The Sixth District Court of Appeals on Friday roundly rejected (.pdf) Apple's argument that the bloggers weren't acting as journalists when they posted internal document about future Apple products. "We decline the implicit invitation to embroil ourselves in questions of what constitutes 'legitimate journalis(m).' The shield law is intended to protect the gathering and dissemination of news, and that is what petitioners did here," the court wrote.
"Beyond casting aspersions on the legitimacy of petitioners enterprise, Apple offers no cogent reason to conclude that they fall outside the shield laws protection."
Apple had also claimed that the inside information "could have been obtained only through a breach of an Apple confidentiality agreement." The company argued that even if the bloggers were journalists, there's no protection for anonymous sources who have committed the crime of trade secret theft.
Here, too, the three-judge panel disagreed. "Apple has failed to demonstrate that it cannot identify the sources of the challenged information by means other than compelling petitioners to disclose unpublished information. This fact weighs heavily against disclosure, and on this record is dispositive." Additionally:
Apple alludes repeatedly to the notion that the publication of trade secrets cannot be found to serve the public interest because of the policy embodied in trade secret law itself, which presupposes that trade secrets possess social utility justifying special protections against wrongful disclosure. This is, of course, a false dichotomy. It is true that trade secrets law reflects a judgment that providing legal protections for commercial secrets may provide a net public benefit. But the Legislatures general recognition of a property-like right in such information cannot blind courts to the more fundamental judgment, embodied in the state and federal guarantees of expressional freedom, that free and open disclosure of ideas and information serves the public good.

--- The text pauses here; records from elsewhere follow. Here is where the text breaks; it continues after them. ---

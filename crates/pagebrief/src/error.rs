//! Error types for PageBrief

use thiserror::Error;

/// Errors that can occur while producing a brief
#[derive(Debug, Error)]
pub enum BriefError {
    /// URL is missing
    #[error("Missing required parameter: url")]
    MissingUrl,

    /// URL has invalid scheme
    #[error("Invalid URL: must start with http:// or https://")]
    InvalidUrlScheme,

    /// Failed to build HTTP client
    #[error("Failed to create HTTP client")]
    ClientBuild(#[source] reqwest::Error),

    /// Request exceeded the connect or total timeout
    #[error("Request timed out: server did not respond in time")]
    Timeout,

    /// Failed to connect to server
    #[error("Failed to connect to server")]
    Connect(#[source] reqwest::Error),

    /// Other transport error
    #[error("Request failed: {0}")]
    Request(String),

    /// Upstream responded with a non-success status
    #[error("HTTP error status {status} from {url}")]
    HttpStatus { status: u16, url: String },

    /// A format-specific extractor could not decode its input
    #[error("Failed to parse document: {0}")]
    Parse(String),
}

impl BriefError {
    /// Classify a reqwest error into the transport taxonomy
    pub fn from_reqwest(err: reqwest::Error) -> Self {
        if err.is_timeout() {
            BriefError::Timeout
        } else if err.is_connect() {
            BriefError::Connect(err)
        } else {
            BriefError::Request(err.to_string())
        }
    }
}

#[cfg(test)]
mod tests {
    use super::*;

    #[test]
    fn test_error_messages() {
        assert_eq!(
            BriefError::MissingUrl.to_string(),
            "Missing required parameter: url"
        );
        assert_eq!(
            BriefError::InvalidUrlScheme.to_string(),
            "Invalid URL: must start with http:// or https://"
        );
        assert_eq!(
            BriefError::HttpStatus {
                status: 404,
                url: "https://example.com/missing".to_string()
            }
            .to_string(),
            "HTTP error status 404 from https://example.com/missing"
        );
        assert_eq!(
            BriefError::Parse("bad pdf".to_string()).to_string(),
            "Failed to parse document: bad pdf"
        );
    }
}
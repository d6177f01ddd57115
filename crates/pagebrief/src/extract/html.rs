//! HTML extraction
//!
//! Text comes from `<p>` elements; pages without any `<p>` fall back to
//! `<div>`, then `<span>` — each tier only when the prior tier had zero
//! elements. Image URLs are collected exclusively from `<img>` descendants
//! of each paragraph's parent container, so the div/span fallbacks never
//! contribute images.

use crate::error::BriefError;
use crate::extract::Extractor;
use crate::types::{Extraction, FetchedDocument};
use scraper::{ElementRef, Html, Selector};

/// HTML extractor backed by `scraper`
pub struct HtmlExtractor;

impl Extractor for HtmlExtractor {
    fn name(&self) -> &'static str {
        "html"
    }

    fn extract(&self, doc: &FetchedDocument) -> Result<Extraction, BriefError> {
        let html = Html::parse_document(&doc.text());

        // Selectors are static and known-good
        let p_sel = Selector::parse("p").expect("valid selector");
        let div_sel = Selector::parse("div").expect("valid selector");
        let span_sel = Selector::parse("span").expect("valid selector");
        let img_sel = Selector::parse("img").expect("valid selector");

        let mut fragments = collect_fragments(&html, &p_sel);
        if fragments.is_empty() {
            fragments = collect_fragments(&html, &div_sel);
        }
        if fragments.is_empty() {
            fragments = collect_fragments(&html, &span_sel);
        }

        let mut images = Vec::new();
        for p in html.select(&p_sel) {
            let Some(parent) = p.parent().and_then(ElementRef::wrap) else {
                continue;
            };
            for img in parent.select(&img_sel) {
                if let Some(src) = img.value().attr("src") {
                    if !src.is_empty() {
                        images.push(src.to_string());
                    }
                }
            }
        }

        Ok(Extraction { fragments, images })
    }
}

/// Text of every element matching the selector, whitespace-trimmed
fn collect_fragments(html: &Html, selector: &Selector) -> Vec<String> {
    html.select(selector)
        .map(|el| el.text().collect::<String>().trim().to_string())
        .collect()
}
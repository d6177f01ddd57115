//! Brief formatting
//!
//! Renders the truncated text and image list into the restricted
//! YAML-like block consumed by the persona template:
//!
//! ```text
//! text_content: |
//!   <line1>
//!   <line2>
//!
//! images:
//! - <url1>
//! ```
//!
//! JSON briefs drop the `|` marker because their text is already YAML.
//! The `images:` section is omitted entirely when no images survived the
//! budget.

use crate::types::ContentKind;

/// A fully budgeted brief, ready for persona wrapping
#[derive(Debug, Clone)]
pub struct Brief {
    /// Sniffed kind of the source document
    pub kind: ContentKind,
    /// Truncated text
    pub text: String,
    /// Budgeted, absolute image URLs
    pub images: Vec<String>,
}

impl Brief {
    /// Render the YAML-like block
    pub fn render_block(&self) -> String {
        let marker = if self.kind == ContentKind::Json { "" } else { "|" };

        let mut block = format!("text_content: {marker}\n");
        for line in self.text.split('\n') {
            block.push_str("  ");
            block.push_str(line);
            block.push('\n');
        }
        block.push('\n');

        if !self.images.is_empty() {
            block.push_str("images:\n");
            for image in &self.images {
                block.push_str("- ");
                block.push_str(image);
                block.push('\n');
            }
        }

        block
    }
}
//! Format-specific extraction strategies
//!
//! Design: one extractor per [`ContentKind`], a closed set dispatched by
//! [`extract`]. Each extractor turns a fetched body into text fragments
//! plus image URLs; nothing here knows about budgets or formatting.

mod html;
mod json;
mod pdf;
mod plain;

pub use html::HtmlExtractor;
pub use json::JsonExtractor;
pub use pdf::PdfExtractor;
pub use plain::PlainTextExtractor;

use crate::error::BriefError;
use crate::types::{ContentKind, Extraction, FetchedDocument};

/// File extensions recognized as images, lowercase, with leading dot
pub const IMAGE_EXTENSIONS: &[&str] =
    &[".jpg", ".jpeg", ".png", ".gif", ".bmp", ".webp", ".svg"];

/// Trait for format-specific extractors
///
/// Implementations are stateless; they read the raw body and produce an
/// [`Extraction`]. A decode failure is a [`BriefError::Parse`].
pub trait Extractor {
    /// Identifier for logging
    fn name(&self) -> &'static str;

    /// Pull text fragments and image URLs out of the document
    fn extract(&self, doc: &FetchedDocument) -> Result<Extraction, BriefError>;
}

/// Run the extractor for the sniffed kind.
///
/// YAML has no extractor: bodies sniffed as YAML yield an empty
/// extraction. That matches observed service behavior and is kept rather
/// than quietly gaining a YAML strategy.
pub fn extract(kind: ContentKind, doc: &FetchedDocument) -> Result<Extraction, BriefError> {
    let extractor: &dyn Extractor = match kind {
        ContentKind::Pdf => &PdfExtractor,
        ContentKind::Html => &HtmlExtractor,
        ContentKind::Json => &JsonExtractor,
        ContentKind::PlainText => &PlainTextExtractor,
        ContentKind::Yaml => return Ok(Extraction::default()),
    };
    tracing::debug!(extractor = extractor.name(), url = %doc.final_url, "Using extractor");
    extractor.extract(doc)
}
//! PageBrief - persona-wrapped web content briefs
//!
//! This crate fetches a remote document (web page, PDF, JSON, YAML, or
//! plain text), extracts its textual content and embedded image links,
//! truncates the result to fixed character budgets, and renders it as a
//! restricted YAML-like block for consumption by a conversational agent.
//!
//! ## Pipeline
//!
//! One linear pass per request:
//!
//! 1. [`fetch_document`] - a single outbound GET with bounded timeouts
//! 2. [`sniff`] - byte-prefix classification into a [`ContentKind`]
//! 3. [`extract`] - a format-specific extraction strategy
//! 4. [`limit`](crate::limit) - independent text and image budgets
//! 5. [`Brief::render_block`] + [`Persona::wrap`] - final response body
//!
//! [`brief_url`] runs steps 1-4; the HTTP surface lives in the companion
//! `pagebrief-server` crate.

pub mod extract;

mod error;
mod fetch;
mod format;
pub mod limit;
mod persona;
mod pipeline;
mod sniff;
mod types;

pub use error::BriefError;
pub use extract::{extract, Extractor, IMAGE_EXTENSIONS};
pub use fetch::{fetch_document, FetchOptions, CONNECT_TIMEOUT, REQUEST_TIMEOUT};
pub use format::Brief;
pub use limit::{absolutize, limit_images, truncate_fragments, truncate_text};
pub use persona::Persona;
pub use pipeline::{brief_url, BriefOptions};
pub use sniff::sniff;
pub use types::{Budgets, ContentKind, Extraction, FetchedDocument};

/// Default User-Agent string
pub const DEFAULT_USER_AGENT: &str = "PageBrief/1.0";

/// Default text character budget
pub const DEFAULT_TEXT_BUDGET: usize = 1000;

/// Default image-list character budget
pub const DEFAULT_IMAGE_BUDGET: usize = 300;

The case began in late 2004, when Apple Insider and PowerPage published drawings, artists' sketches, pricing and release dates for a planned product codenamed "Asteriod." Incensed, Apple lawyers sued the anonymous sources of the information as Doe defendants, and promptly issued subpoenas to the bloggers' ISPs seeking any e-mail pertaining to Asteroid, in a bid to unmask the leakers.
That prompted the EFF to intervene. The trial judge sided with Apple, and EFF appealed.
The ruling is a significant victory for journalists, and, I'd argue, the public. It's also good for ISPs, says EFF lawyer Kurt Opsahl, because the court found that the federal Stored Communications Act protects private e-mail from civil subpoenas.
"That is going to be very useful to internet service providers in the Valley, who now know that they don't have to provide the contents of e-mails when they receive subpoenas in civil litigation," Opsahl told me. "It is a significant victory for ISPs."
A separate case against Apple fan site Think Secret is still pending in a lower court.